<<<<

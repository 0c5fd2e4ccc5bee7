use warp::{
    http::StatusCode,
    reply::{self, Reply, Response},
};

/// Placeholder rendered for absent query parameters.
pub const UNDEFINED: &str = "undefined";

/// The dashboard shows this text verbatim for every non-2xx response.
pub fn message(code: StatusCode, endpoint: &str, params: &str, extra: &str) -> String {
    format!(
        "Call to {} returned code {}.\n=> Parameters:\n{}\n=> Extra info:\n{}",
        endpoint,
        code.as_u16(),
        params,
        extra
    )
}

pub fn reply(code: StatusCode, endpoint: &str, params: &str, extra: &str) -> Response {
    reply::with_status(message(code, endpoint, params, extra), code).into_response()
}

pub fn param(value: Option<&String>) -> &str {
    value.map(String::as_str).unwrap_or(UNDEFINED)
}
// src/server/mod.rs
use anyhow::{Context, Result};
use futures::stream;
use std::{
    collections::HashMap,
    convert::Infallible,
    net::SocketAddr,
    path::PathBuf,
    sync::Arc,
};
use tokio::{io::AsyncReadExt, sync::oneshot, task::JoinHandle};
use tracing::{error, info, warn};
use warp::{
    filters::BoxedFilter,
    http::{header, HeaderValue, StatusCode, Uri},
    hyper::Body,
    reply::{Reply, Response},
    Filter,
};

use crate::{
    catalog::{RunCatalog, RunsQuery},
    config::Config,
    error::DashboardError,
    ttyrec::{ProcessRetriever, Recording, RecordingRetriever},
};

pub mod diagnostic;

const RUNS_INFO: &str = "/runs_info";
const TTYREC_FILE: &str = "/ttyrec_file";
const CHUNK_SIZE: usize = 64 * 1024;

type Query = HashMap<String, String>;

/// Services shared by every request.
pub struct AppState {
    catalog: RunCatalog,
    retriever: Arc<dyn RecordingRetriever>,
}

impl AppState {
    pub fn new(config: &Config) -> Self {
        Self::with_retriever(
            RunCatalog::new(config.data.clone()),
            Arc::new(ProcessRetriever::new(&config.recordings)),
        )
    }

    pub fn with_retriever(catalog: RunCatalog, retriever: Arc<dyn RecordingRetriever>) -> Self {
        Self { catalog, retriever }
    }
}

fn with_state(
    state: Arc<AppState>,
) -> impl Filter<Extract = (Arc<AppState>,), Error = Infallible> + Clone {
    warp::any().map(move || state.clone())
}

/// All routes: `/` redirect, the two API endpoints and, when a directory is
/// given, the dashboard's static files.
pub fn routes(state: Arc<AppState>, static_dir: Option<PathBuf>) -> BoxedFilter<(Response,)> {
    let index = warp::get()
        .and(warp::path::end())
        .map(|| warp::redirect::found(Uri::from_static("/dashboard.html")).into_response());

    let runs_route = warp::get()
        .and(warp::path("runs_info"))
        .and(warp::path::end())
        .and(with_state(state.clone()))
        .and(warp::query::<Query>())
        .and_then(runs_info);

    let ttyrec_route = warp::get()
        .and(warp::path("ttyrec_file"))
        .and(warp::path::end())
        .and(with_state(state))
        .and(warp::query::<Query>())
        .and_then(ttyrec_file);

    let api = index.or(runs_route).unify().or(ttyrec_route).unify();

    match static_dir {
        Some(dir) => api
            .or(warp::fs::dir(dir).map(|f: warp::fs::File| f.into_response()))
            .unify()
            .boxed(),
        None => api.boxed(),
    }
}

/// `GET /runs_info?path=&readLast=&recursively=`
async fn runs_info(state: Arc<AppState>, params: Query) -> Result<Response, Infallible> {
    let raw_path = params.get("path");
    let params_block = format!(
        "path: {}\nreadLast: {}\nrecursively: {}",
        diagnostic::param(raw_path),
        diagnostic::param(params.get("readLast")),
        diagnostic::param(params.get("recursively")),
    );

    let read_last = match params.get("readLast").map(|s| s.trim().parse::<usize>()) {
        None => None,
        Some(Ok(n)) => Some(n),
        Some(Err(_)) => {
            let e = DashboardError::Validation(format!(
                "readLast must be a non-negative integer, got `{}`",
                diagnostic::param(params.get("readLast"))
            ));
            return Ok(runs_info_error(&state, e, &params_block));
        }
    };
    let query = RunsQuery {
        path: raw_path.map(PathBuf::from),
        read_last,
        recursive: params.get("recursively").map(String::as_str) == Some("true"),
    };

    match state.catalog.list_runs(query).await {
        Ok(table) => Ok(warp::reply::json(&table).into_response()),
        Err(e) => Ok(runs_info_error(&state, e, &params_block)),
    }
}

fn runs_info_error(state: &AppState, err: DashboardError, params_block: &str) -> Response {
    match err {
        DashboardError::NotFound { path, pattern } => {
            warn!(path = %path.display(), "no stats file found");
            let expected = pattern
                .unwrap_or_else(|| path.join(&state.catalog.config().stats).display().to_string());
            diagnostic::reply(
                StatusCode::NOT_FOUND,
                RUNS_INFO,
                params_block,
                &format!(
                    "No available stats file has been found.\nPath: {}.\nStats file (not found): {}.",
                    path.display(),
                    expected
                ),
            )
        }
        DashboardError::Validation(msg) => {
            warn!(%msg, "rejected runs_info request");
            diagnostic::reply(StatusCode::BAD_REQUEST, RUNS_INFO, params_block, &msg)
        }
        other => {
            error!(error = ?other, "runs_info failed");
            diagnostic::reply(StatusCode::INTERNAL_SERVER_ERROR, RUNS_INFO, "", "")
        }
    }
}

/// `GET /ttyrec_file?ttyrec=&datapath=`
async fn ttyrec_file(state: Arc<AppState>, params: Query) -> Result<Response, Infallible> {
    let params_block = format!(
        "ttyrec: {}\ndatapath: {}",
        diagnostic::param(params.get("ttyrec")),
        diagnostic::param(params.get("datapath")),
    );
    let (Some(ttyrec), Some(_datapath)) = (params.get("ttyrec"), params.get("datapath")) else {
        warn!("ttyrec_file called without ttyrec/datapath");
        return Ok(diagnostic::reply(
            StatusCode::BAD_REQUEST,
            TTYREC_FILE,
            &params_block,
            "Both ttyrec and datapath must be passed to /ttyrec_file.",
        ));
    };

    let retrieved = match state.catalog.confine(PathBuf::from(ttyrec)).await {
        Ok(path) => state.retriever.retrieve(&path).await,
        Err(e) => Err(e),
    };
    let recording = match retrieved {
        Ok(r) => r,
        Err(DashboardError::Validation(msg)) => {
            warn!(%msg, "rejected ttyrec_file request");
            return Ok(diagnostic::reply(
                StatusCode::BAD_REQUEST,
                TTYREC_FILE,
                &params_block,
                &msg,
            ));
        }
        Err(DashboardError::NotFound { path, .. }) => {
            warn!(path = %path.display(), "recording not found");
            return Ok(diagnostic::reply(
                StatusCode::NOT_FOUND,
                TTYREC_FILE,
                &params_block,
                &format!("File {} not found.", path.display()),
            ));
        }
        Err(e) => {
            error!(error = ?e, "ttyrec_file failed");
            return Ok(diagnostic::reply(
                StatusCode::INTERNAL_SERVER_ERROR,
                TTYREC_FILE,
                "",
                "",
            ));
        }
    };

    match stream_recording(recording).await {
        Ok(resp) => {
            info!(ttyrec = %ttyrec, "serving recording");
            Ok(resp)
        }
        Err(e) => {
            error!(error = ?e, "opening decompressed recording failed");
            Ok(diagnostic::reply(
                StatusCode::INTERNAL_SERVER_ERROR,
                TTYREC_FILE,
                "",
                "",
            ))
        }
    }
}

/// Stream the file in chunks; the recording (and its temp dir) lives until
/// the body is exhausted.
async fn stream_recording(recording: Recording) -> Result<Response> {
    let file = tokio::fs::File::open(recording.path())
        .await
        .with_context(|| format!("opening {}", recording.path().display()))?;
    let len = file.metadata().await?.len();

    let chunks = stream::try_unfold((file, recording), |(mut file, recording)| async move {
        let mut buf = vec![0u8; CHUNK_SIZE];
        let n = file.read(&mut buf).await?;
        buf.truncate(n);
        Ok::<_, std::io::Error>((n > 0).then(|| (buf, (file, recording))))
    });

    let mut resp = Response::new(Body::wrap_stream(chunks));
    let headers = resp.headers_mut();
    headers.insert(
        header::CONTENT_TYPE,
        HeaderValue::from_static("application/octet-stream"),
    );
    headers.insert(header::CONTENT_LENGTH, HeaderValue::from(len));
    Ok(resp)
}

/// A running HTTP server. Dropping it without [`Server::stop`] leaves the
/// listener task running until the runtime shuts down.
pub struct Server {
    addr: SocketAddr,
    shutdown: oneshot::Sender<()>,
    handle: JoinHandle<()>,
}

impl Server {
    /// Bind `0.0.0.0:<server_port>` and start serving. Must be called from
    /// inside a tokio runtime.
    pub fn start(config: &Config) -> Result<Self> {
        let addr = SocketAddr::from(([0, 0, 0, 0], config.server_port));
        let state = Arc::new(AppState::new(config));
        Self::start_with(addr, state, config.static_dir.clone())
    }

    pub fn start_with(
        addr: SocketAddr,
        state: Arc<AppState>,
        static_dir: Option<PathBuf>,
    ) -> Result<Self> {
        let (tx, rx) = oneshot::channel::<()>();
        let routes = routes(state, static_dir).with(warp::trace::request());
        let (bound, serving) = warp::serve(routes)
            .try_bind_with_graceful_shutdown(addr, async move {
                rx.await.ok();
            })
            .with_context(|| {
                format!(
                    "port {} already in use; another dashboard server may be running \
                     (look for it with `ps aux | grep nle-dashboard` and stop it)",
                    addr.port()
                )
            })?;

        info!(addr = %bound, "server listening");
        Ok(Self {
            addr: bound,
            shutdown: tx,
            handle: tokio::spawn(serving),
        })
    }

    pub fn local_addr(&self) -> SocketAddr {
        self.addr
    }

    /// Stop accepting connections and wait for in-flight requests.
    pub async fn stop(self) -> Result<()> {
        let _ = self.shutdown.send(());
        self.handle.await.context("server task panicked")?;
        info!("server stopped");
        Ok(())
    }
}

>>>>

**WHAT TO DO**
Only the number is wanted: how many lines in the listing contain the word "opening"?

**REPLY**
2